▶ **Task requirements**: An exact, word-for-word copy of the entries is required, beginning at the line that contains "schedule so far." and ending at the last line, both included.

#### Data to examine ####

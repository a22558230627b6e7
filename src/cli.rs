use std::path::PathBuf;

use clap::{Args, Parser, Subcommand};

/// Smart Nutrition: evolves a 7-day meal schedule toward a weekly budget and calorie target.
#[derive(Parser, Debug)]
#[command(name = "smart_nutrition")]
#[command(author, version, about, long_about = None)]
pub struct Cli {
    #[command(subcommand)]
    pub command: Option<Command>,

    /// Path to the meal catalog (CSV or JSON).
    #[arg(short, long, global = true, default_value = "meal_catalog.csv")]
    pub file: String,

    /// Log debug output to stderr.
    #[arg(short, long, global = true)]
    pub verbose: bool,
}

#[derive(Subcommand, Debug)]
pub enum Command {
    /// Optimize a weekly schedule.
    Plan(PlanArgs),

    /// Write the built-in catalog to the catalog file.
    Init {
        /// Overwrite an existing file.
        #[arg(long)]
        force: bool,
    },

    /// List the catalog by meal type.
    Catalog {
        /// Categories to leave out (repeatable or comma-separated).
        #[arg(short, long)]
        exclude: Vec<String>,
    },
}

impl Default for Command {
    fn default() -> Self {
        Command::Plan(PlanArgs::default())
    }
}

#[derive(Args, Debug, Default, Clone)]
pub struct PlanArgs {
    /// Weekly budget.
    #[arg(short, long)]
    pub budget: Option<f64>,

    /// Daily calorie target.
    #[arg(short = 'c', long)]
    pub daily_calories: Option<f64>,

    /// Categories to leave out (repeatable or comma-separated).
    #[arg(short, long)]
    pub exclude: Vec<String>,

    /// Number of generations.
    #[arg(short, long)]
    pub generations: Option<usize>,

    /// Population size.
    #[arg(short, long)]
    pub population: Option<usize>,

    /// Seed for a reproducible run.
    #[arg(long)]
    pub seed: Option<u64>,

    /// Stop after this many seconds and keep the best schedule so far.
    #[arg(long)]
    pub time_limit: Option<u64>,

    /// JSON run configuration; flags override its fields.
    #[arg(long)]
    pub config: Option<PathBuf>,

    /// Export the schedule table as CSV.
    #[arg(long)]
    pub csv: Option<PathBuf>,

    /// Export the full report as JSON.
    #[arg(long)]
    pub json: Option<PathBuf>,

    /// Export the fitness history as CSV.
    #[arg(long)]
    pub history: Option<PathBuf>,

    /// Prompt for the run parameters and exclusions.
    #[arg(short, long)]
    pub interactive: bool,
}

####

▶ **Answer box**:
    /// Stop after this many seconds and keep the best schedule so far.
    #[arg(long)]
    pub time_limit: Option<u64>,

    /// JSON run configuration; flags override its fields.
    #[arg(long)]
    pub config: Option<PathBuf>,

    /// Export the schedule table as CSV.
    #[arg(long)]
    pub csv: Option<PathBuf>,

    /// Export the full report as JSON.
    #[arg(long)]
    pub json: Option<PathBuf>,

    /// Export the fitness history as CSV.
    #[arg(long)]
    pub history: Option<PathBuf>,

    /// Prompt for the run parameters and exclusions.
    #[arg(short, long)]
    pub interactive: bool,
}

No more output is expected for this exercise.